Do: the neglected third auxiliary verb
In special situations, including where we want to give our verb extra strength or emphasis, we use a third auxiliary verb to power our sentences: the verb to do
Verbs are often defined as doing, being and having words, as I discussed in an earlier post. While the special role of the verbs to be and to have as auxiliaries to convey tense and aspect is widely covered, the doing words are usually not explained, or explained just as being all other action words. But the verb to do is a special auxiliary, with three functions:
- to create a question
- to provide added emphasis to a sentence
- to negate a verb, forming a negative sentence.
Creating a question
There are several ways that we create questions in English, as we will see in a future post on the interrogative mood. One way is place the verb at the start of the sentence. For example, if we want to change the sentence I was at work yesterday into a question, we simply move the verb (I) to the start of the sentence: Was I at work yesterday? When we have an auxiliary and participle, we split the verb around a noun (the person or thing performing the noun) to create a question.
- The generator was transported by two truck engines.
- Was the generator transported by two truck engines?
- I have used a picture of a question mark.

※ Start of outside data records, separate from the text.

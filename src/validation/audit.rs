// Copyright (c) 2026 Robert L. Snyder, Sierra Vista, AZ
// Licensed under the MIT License. See LICENSE file in the project root for details.

//! Reference integrity checks.
//!
//! These are stricter than the structural validator and opt-in: a composition
//! can pass `validate_composition` and still reference a sound nobody ships.

use std::collections::HashSet;

use super::Violation;
use crate::composition::Composition;
use crate::sound::SoundCatalog;

/// Audit sound references, beat volumes, section overlaps and id reuse.
///
/// A track's sound is known when it is listed in `available_sounds` or, if a
/// catalog is given, present in the catalog. Results never repeat the
/// structural checks; concatenate with `validate_composition` for both.
pub fn audit_composition(
    composition: &Composition,
    catalog: Option<&SoundCatalog>,
) -> Vec<Violation> {
    let mut violations = Vec::new();

    audit_sounds(composition, catalog, &mut violations);
    audit_beat_volumes(composition, &mut violations);
    audit_section_overlaps(composition, &mut violations);
    audit_ids(composition, &mut violations);

    violations
}

fn audit_sounds(
    composition: &Composition,
    catalog: Option<&SoundCatalog>,
    violations: &mut Vec<Violation>,
) {
    for (idx, track) in composition.tracks.iter().enumerate() {
        let listed = composition
            .available_sounds
            .iter()
            .any(|id| id == &track.sound_id);
        let cataloged = catalog.map_or(false, |c| c.contains(&track.sound_id));

        if !listed && !cataloged {
            violations.push(Violation::UnknownSound {
                track: idx,
                sound_id: track.sound_id.clone(),
            });
        }
    }
}

fn audit_beat_volumes(composition: &Composition, violations: &mut Vec<Violation>) {
    for (idx, track) in composition.tracks.iter().enumerate() {
        for (bar_idx, bar) in track.bars.iter().enumerate() {
            for (step, beat) in bar.iter().enumerate() {
                if let Some(volume) = beat.volume {
                    if !(0.0..=1.0).contains(&volume) {
                        violations.push(Violation::BeatVolume {
                            track: idx,
                            bar: bar_idx,
                            step,
                            volume,
                        });
                    }
                }
            }
        }
    }
}

fn audit_section_overlaps(composition: &Composition, violations: &mut Vec<Violation>) {
    let sections = &composition.sections;
    for i in 0..sections.len() {
        for j in (i + 1)..sections.len() {
            if sections[i].overlaps(&sections[j]) {
                violations.push(Violation::SectionOverlap {
                    section: i,
                    other: j,
                });
            }
        }
    }
}

fn audit_ids(composition: &Composition, violations: &mut Vec<Violation>) {
    let mut seen = HashSet::new();
    let ids = composition
        .tracks
        .iter()
        .map(|t| &t.id)
        .chain(composition.sections.iter().map(|s| &s.id));

    for id in ids {
        if !seen.insert(id.as_str()) {
            violations.push(Violation::DuplicateId { id: id.clone() });
        }
    }
}

#[cfg(test)]
mod tests {
    use super::*;
    use crate::composition::{create_composition, NewCompositionSettings};
    use crate::sound::{DrumSound, SoundCategory, SoundSource};
    use crate::validation::{validate_composition, ViolationKind};

    fn composition() -> Composition {
        let mut comp = create_composition(&NewCompositionSettings::new("Audit").with_bars(8));
        comp.available_sounds = vec!["conga_low".to_string()];
        comp.add_track("conga_low", "Low Conga");
        comp
    }

    #[test]
    fn test_clean_composition() {
        let mut comp = composition();
        comp.add_section("A", 1, 4, None);
        comp.add_section("B", 5, 8, None);
        assert!(audit_composition(&comp, None).is_empty());
    }

    #[test]
    fn test_unknown_sound() {
        let mut comp = composition();
        comp.add_track("guiro", "Guiro");

        let violations = audit_composition(&comp, None);
        assert_eq!(
            violations,
            vec![Violation::UnknownSound {
                track: 1,
                sound_id: "guiro".to_string()
            }]
        );
        // Structural validation stays permissive
        assert!(validate_composition(&comp).is_empty());

        let mut catalog = SoundCatalog::new();
        catalog.add(DrumSound::new(
            "guiro",
            "Guiro",
            SoundSource::BuiltInAsset(9),
            SoundCategory::Other,
        ));
        assert!(audit_composition(&comp, Some(&catalog)).is_empty());
    }

    #[test]
    fn test_beat_volume() {
        let mut comp = composition();
        comp.tracks[0].bars[2][3].volume = Some(1.2);
        comp.tracks[0].bars[2][4].volume = Some(1.0);

        let violations = audit_composition(&comp, None);
        assert_eq!(violations.len(), 1);
        assert_eq!(violations[0].kind(), ViolationKind::BeatVolume);
        assert_eq!(violations[0].bar_index(), Some(2));
    }

    #[test]
    fn test_section_overlap() {
        let mut comp = composition();
        comp.add_section("A", 1, 4, None);
        comp.add_section("B", 4, 6, None);
        comp.add_section("C", 7, 8, None);
        comp.add_section("D", 2, 2, None);

        let violations = audit_composition(&comp, None);
        assert_eq!(
            violations,
            vec![
                Violation::SectionOverlap { section: 0, other: 1 },
                Violation::SectionOverlap { section: 0, other: 3 },
            ]
        );
    }

    #[test]
    fn test_duplicate_ids() {
        let mut comp = composition();
        let copy = comp.tracks[0].clone();
        comp.tracks.push(copy);

        let violations = audit_composition(&comp, None);
        assert_eq!(violations.len(), 1);
        assert_eq!(violations[0].kind(), ViolationKind::DuplicateId);
    }
}
// Copyright (c) 2026 Robert L. Snyder, Sierra Vista, AZ
// Licensed under the MIT License. See LICENSE file in the project root for details.

//! Drum track holding a bar × step grid.

use serde::{Deserialize, Serialize};

use super::beat::{Bar, Beat};

/// Track volume given to new tracks
pub const DEFAULT_TRACK_VOLUME: f64 = 0.8;

/// A drum track bound to one sound
#[derive(Debug, Clone, PartialEq, Serialize, Deserialize)]
pub struct Track {
    /// Unique identifier
    pub id: String,
    /// Display name
    pub name: String,
    /// Sound to play, an opaque catalog key
    pub sound_id: String,
    /// Track volume (0.0 - 1.0)
    pub volume: f64,
    /// Pattern data: `bars[bar][step]`
    pub bars: Vec<Bar>,
}

impl Track {
    /// Get a beat
    pub fn beat(&self, bar: usize, step: usize) -> Option<&Beat> {
        self.bars.get(bar).and_then(|b| b.get(step))
    }

    /// Get a mutable beat
    pub fn beat_mut(&mut self, bar: usize, step: usize) -> Option<&mut Beat> {
        self.bars.get_mut(bar).and_then(|b| b.get_mut(step))
    }

    /// Get number of bars
    pub fn bar_count(&self) -> usize {
        self.bars.len()
    }

    /// Count active beats across all bars
    pub fn active_count(&self) -> usize {
        self.bars
            .iter()
            .flat_map(|bar| bar.iter())
            .filter(|beat| beat.active)
            .count()
    }

    /// Active step indices within a bar
    pub fn active_steps(&self, bar: usize) -> Vec<usize> {
        self.bars
            .get(bar)
            .map(|b| {
                b.iter()
                    .enumerate()
                    .filter(|(_, beat)| beat.active)
                    .map(|(i, _)| i)
                    .collect()
            })
            .unwrap_or_default()
    }

    /// Reset every beat to inactive with no override
    pub fn clear(&mut self) {
        for beat in self.bars.iter_mut().flat_map(|bar| bar.iter_mut()) {
            *beat = Beat::default();
        }
    }

    /// Resize the grid, keeping beats inside the overlapping region
    pub fn resize(&mut self, number_of_bars: usize, steps_per_bar: usize) {
        self.bars.truncate(number_of_bars);
        for bar in &mut self.bars {
            bar.resize(steps_per_bar, Beat::default());
        }
        while self.bars.len() < number_of_bars {
            self.bars.push(vec![Beat::default(); steps_per_bar]);
        }
    }
}
// Copyright (c) 2026 Robert L. Snyder, Sierra Vista, AZ
// Licensed under the MIT License. See LICENSE file in the project root for details.

//! Single grid cell.

use serde::{Deserialize, Serialize};

/// One step in a track's grid
#[derive(Debug, Clone, Copy, PartialEq, Default, Serialize, Deserialize)]
pub struct Beat {
    /// Whether this step plays
    pub active: bool,
    /// Per-step volume override (0.0 - 1.0), track volume when absent
    #[serde(default, skip_serializing_if = "Option::is_none")]
    pub volume: Option<f64>,
}

impl Beat {
    /// Create an active beat
    pub fn on() -> Self {
        Self {
            active: true,
            volume: None,
        }
    }

    /// Builder: set volume override
    pub fn with_volume(mut self, volume: f64) -> Self {
        self.volume = Some(volume);
        self
    }

    /// Flip the active flag, returning the new value
    pub fn toggle(&mut self) -> bool {
        self.active = !self.active;
        self.active
    }

    /// Volume this beat plays at given its track volume
    pub fn effective_volume(&self, track_volume: f64) -> f64 {
        self.volume.unwrap_or(track_volume)
    }
}

/// One bar of steps
pub type Bar = Vec<Beat>;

- Have I used a picture of a question mark?
- You will marry me.
- Will you marry me?
When we have a simple (one word) verb, for all verbs except the verb to be, we use do as an auxiliary, in the same position as the auxiliaries in the previous examples. Without a do auxiliary, the question can sound poetic and Shakespearean – or just strange.
- I sat at my desk yesterday.
- Did I sit at my desk yesterday? Not Sat I at my desk yesterday?
Note that the tense is shown by the form of do used; the main verb does not take a participle form but uses its root or infinitive form. If we want to convey continuous, perfect or perfect continuous aspect, or future tense, we use the be and have auxiliaries.
- Two truck engines provided the power to carry the generator.
- Did two truck engines provide the power to carry the generator? Not Provided two truck engines the power to carry the generator?
- I used a picture of a question mark.
- Did I use a picture of a question mark? Not Used I a picture of a question mark?
- You want to marry me.
- Do you want to marry me? Not Want you to marry me?
Remember: we use do for questions only with the simple (one word) form of verb that does not have a be or have auxiliary.
We also use do when we want to give extra emphasis to the verb in a sentence. Do provides extra oomph, or extra power, like using an extra truck engine to tow a very heavy load. Again, as when we use do to create questions, when we use do for emphasis, we use it with the bare infinitive form of the main verb. And again, we don’t use do is not where the other auxiliaries are used.
- You finished the job becomes You did finish the job.
- He came yesterday becomes He did come yesterday.
- I like chocolate becomes I do like chocolate.
- My sister cooks very well becomes My sister does cook very well.
The commonly used replies of the bride and groom in a marriage service are short versions of sentences that use do for emphasis.
- I do (take this woman to be my wife).
- I do (take this man to be my husband).
The final way we use do as an auxiliary is to form a negative sentence, together with the word not (or its contraction, n’t). Again, we use do when we have the simple (one-word) form of a verb; when we have a be or have auxiliary, that auxiliary combines with not to form a negative sentence.
- I finished the post.
- I did not (or didn’t) finish the post.
- I have finished the post.
- I have not (or haven’t) finished the post.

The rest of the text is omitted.